NEW YORK (GenomeWeb) – In Nature Genetics, an international team led by investigators at the University of Cambridge described variants in the chromosome 8 gene ASAP1 that appear to influence individuals' susceptibility to tuberculosis.
Using genotyping data from nearly 15,100 individuals with or without pulmonary tuberculosis, the researchers narrowed in on tuberculosis infection-associated variants in the intronic region of ASAP1. At least one of the SNPs coincided with diminished dendritic cell expression of the gene, which codes for a cell scaffold protein that activates a so-called Arf GTPase enzyme.
Because infection with Mycobacterium tuberculosis itself seems to drive down expression of ASAP1 in the same cell type, the team proposed that the susceptibility variants might contribute to disease by further interfering with the function of the dendritic cells.
"[O]ur results suggest that impaired migration of M. tuberculosis-infected [dendritic cells] caused by the genetically determined reduction of ASAP1 expression may contribute to TB pathogenesis," senior author Sergey Nejentsev, a medicine researcher at the University of Cambridge, and colleagues wrote.
The team proposed that slower-than-usual dendritic cell migration to the lymph nodes might postpone early responses to M. tuberculosis. Likewise, it speculated that reduced ASAP1 expression may contribute to late-stage disease or latent TB reactivation by hindering dendritic cell movement.
Roughly one-tenth of those infected by the M. tuberculosis parasite go on to develop active TB, the researchers noted, suggesting other factors — including host genetics — can affect disease risk.
At least two potential TB infection risk loci were described in past GWAS, though the authors of the current analysis argued that there are likely other susceptibility variants that remain undetected.
"To date, GWAS of susceptibility to TB and other infectious diseases have identified fewer associated loci than have studies of many other complex diseases," the team noted. "This indicates that the effects of common polymorphisms predisposing to infection are usually small, and current GWAS may be statistically underpowered."

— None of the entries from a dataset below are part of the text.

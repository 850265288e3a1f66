// Synthetic landmark streams shared by the integration tests
#![allow(dead_code)]

use std::f64::consts::PI;

use squat_coach::models::{Landmark, LandmarkIndex, PoseFrame, NUM_LANDMARKS};

pub const FPS: f64 = 30.0;
pub const FRAMES_PER_REP: usize = 30;
pub const STANCE_WIDTH: f64 = 0.2;
const VISIBILITY: f64 = 0.9;

/// Horizontal knee offsets toward the midline, per leg
#[derive(Debug, Clone, Copy, Default)]
pub struct KneeDrift {
    pub left: f64,
    pub right: f64,
}

/// Frontal-view pose with the hips at `hip_y`
pub fn squat_frame(timestamp: f64, hip_y: f64, drift: KneeDrift) -> PoseFrame {
    let mut landmarks = [Landmark::new(0.5, 0.5, 0.0, VISIBILITY); NUM_LANDMARKS];
    let mut set = |idx: LandmarkIndex, x: f64, y: f64| {
        landmarks[idx as usize] = Landmark::new(x, y, 0.0, VISIBILITY);
    };

    let shoulder_y = hip_y - 0.22;
    let nose_y = shoulder_y - 0.12;
    for idx in LandmarkIndex::FACE {
        set(idx, 0.5, nose_y);
    }

    set(LandmarkIndex::LeftShoulder, 0.375, shoulder_y);
    set(LandmarkIndex::RightShoulder, 0.625, shoulder_y);
    // Hands on the bar beside the shoulders
    set(LandmarkIndex::LeftElbow, 0.34, shoulder_y + 0.06);
    set(LandmarkIndex::RightElbow, 0.66, shoulder_y + 0.06);
    for idx in [
        LandmarkIndex::LeftWrist,
        LandmarkIndex::LeftPinky,
        LandmarkIndex::LeftIndex,
        LandmarkIndex::LeftThumb,
    ] {
        set(idx, 0.33, shoulder_y - 0.01);
    }
    for idx in [
        LandmarkIndex::RightWrist,
        LandmarkIndex::RightPinky,
        LandmarkIndex::RightIndex,
        LandmarkIndex::RightThumb,
    ] {
        set(idx, 0.67, shoulder_y - 0.01);
    }

    set(LandmarkIndex::LeftHip, 0.44, hip_y);
    set(LandmarkIndex::RightHip, 0.56, hip_y);
    set(LandmarkIndex::LeftKnee, 0.42 + drift.left, 0.62);
    set(LandmarkIndex::RightKnee, 0.58 - drift.right, 0.62);
    set(LandmarkIndex::LeftAnkle, 0.4, 0.9);
    set(LandmarkIndex::RightAnkle, 0.6, 0.9);
    set(LandmarkIndex::LeftHeel, 0.4, 0.91);
    set(LandmarkIndex::RightHeel, 0.6, 0.91);
    set(LandmarkIndex::LeftFootIndex, 0.4, 0.93);
    set(LandmarkIndex::RightFootIndex, 0.6, 0.93);

    PoseFrame::new(timestamp, landmarks)
}

/// Hip height oscillating between 0.5 (standing) and 0.75 (bottom)
pub fn hip_height(i: usize) -> f64 {
    0.625 - 0.125 * (2.0 * PI * i as f64 / FRAMES_PER_REP as f64).cos()
}

/// Knee drift of 4% of stance width, peaking at each rep's bottom
fn clean_drift(i: usize) -> KneeDrift {
    let s = (PI * (i % FRAMES_PER_REP) as f64 / FRAMES_PER_REP as f64).sin().powi(2);
    let d = 0.04 * STANCE_WIDTH * s;
    KneeDrift { left: d, right: d }
}

/// Clean 30 fps squats, 30 frames per rep
pub fn squat_clip(reps: usize) -> Vec<PoseFrame> {
    (0..reps * FRAMES_PER_REP)
        .map(|i| squat_frame(i as f64 / FPS, hip_height(i), clean_drift(i)))
        .collect()
}

/// Same as [`squat_clip`] but the left knee caves 15% of stance width
/// through the middle of rep `fault_rep` (0-based)
pub fn squat_clip_with_knee_fault(reps: usize, fault_rep: usize) -> Vec<PoseFrame> {
    let fault_start = fault_rep * FRAMES_PER_REP;
    (0..reps * FRAMES_PER_REP)
        .map(|i| {
            let mut drift = clean_drift(i);
            drift.left += knee_fault(i, fault_start);
            squat_frame(i as f64 / FPS, hip_height(i), drift)
        })
        .collect()
}

/// Held from 3 frames into the rep, released before the next rep begins
fn knee_fault(i: usize, rep_start: usize) -> f64 {
    let amount = 0.15 * STANCE_WIDTH;
    let hold = rep_start + 3..=rep_start + 18;
    let release = rep_start + 18..rep_start + 22;

    if hold.contains(&i) {
        amount
    } else if release.contains(&i) {
        amount * (rep_start + 22 - i) as f64 / 4.0
    } else {
        0.0
    }
}

/// Standing still for `count` frames starting at `start_time`
pub fn standing_frames(count: usize, start_time: f64) -> Vec<PoseFrame> {
    (0..count)
        .map(|i| squat_frame(start_time + i as f64 / FPS, 0.5, KneeDrift::default()))
        .collect()
}

/// Surround a clip with `pad` standing frames on each side, retiming everything
pub fn padded(clip: &[PoseFrame], pad: usize) -> Vec<PoseFrame> {
    let mut frames = standing_frames(pad, 0.0);
    frames.extend(clip.iter().cloned());
    frames.extend(standing_frames(pad, 0.0));
    for (i, frame) in frames.iter_mut().enumerate() {
        frame.timestamp = i as f64 / FPS;
    }
    frames
}

/// Hip height barely moving: 0.001 peak to peak
pub fn motionless_clip(count: usize) -> Vec<PoseFrame> {
    (0..count)
        .map(|i| {
            let hip_y = 0.5 + 0.0005 * (2.0 * PI * i as f64 / FRAMES_PER_REP as f64).sin();
            squat_frame(i as f64 / FPS, hip_y, KneeDrift::default())
        })
        .collect()
}

/// Hip hinge: hips travel back and down while the knees barely bend
pub fn hinge_clip(reps: usize) -> Vec<PoseFrame> {
    let period = 60;
    (0..reps * period)
        .map(|i| {
            let t = (1.0 - (2.0 * PI * i as f64 / period as f64).cos()) / 2.0;
            let mut frame = squat_frame(i as f64 / FPS, 0.5 + 0.095 * t, KneeDrift::default());
            for idx in [LandmarkIndex::LeftHip, LandmarkIndex::RightHip] {
                frame.landmarks[idx as usize].x += 0.07 * t;
            }
            for idx in [LandmarkIndex::LeftKnee, LandmarkIndex::RightKnee] {
                frame.landmarks[idx as usize].x += 0.035 * t;
                frame.landmarks[idx as usize].y = 0.7;
            }
            frame
        })
        .collect()
}

/// Lower visibility of every landmark
pub fn with_visibility(frames: &[PoseFrame], visibility: f64) -> Vec<PoseFrame> {
    frames
        .iter()
        .map(|f| {
            let mut f = f.clone();
            for lm in f.landmarks.iter_mut() {
                lm.visibility = visibility;
            }
            f
        })
        .collect()
}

For their new GWAS, the researchers started with information at some 7.6 million directly genotyped or imputed SNPs in 5,530 HIV-negative Russian individuals with pulmonary TB and 5,607 unaffected controls from the same population, all tested using the Affymetrix Genome-wide Human SNP array 6.0.
While chromosome 18 variants described in a prior TB GWAS of African individuals were not over-represented in the Russians with TB, they did see an apparent association involving a chromosome 11 locus identified in a past study of South African cases and controls.
The team also detected new variants in ASAP1 introns that reached genome-wide significant associations with TB in the discovery group.
Seven SNPs at the locus were subsequently confirmed through targeted TaqMan genotyping on another 1,085 Russians with TB and 2,865 population-matched controls and through a combined analysis of the discovery and replication cohorts.
When the researchers scoured existing data for TB cases and controls from Ghana and Gambia, they noticed far lower populations of the ASAP1 SNPs, which made it trickier to pick up a clear TB association at the locus. Still, results in those populations suggest that intronic variants in the gene are linked to TB susceptibility.
A series of follow-up experiments in white blood cells from healthy donors provided clues to ASAP1's potential role in TB risk, highlighting the dip in dendritic cell expression of ASAP1 when the TB-associated SNP rs10956514 is present or following typical M. tuberculosis infection.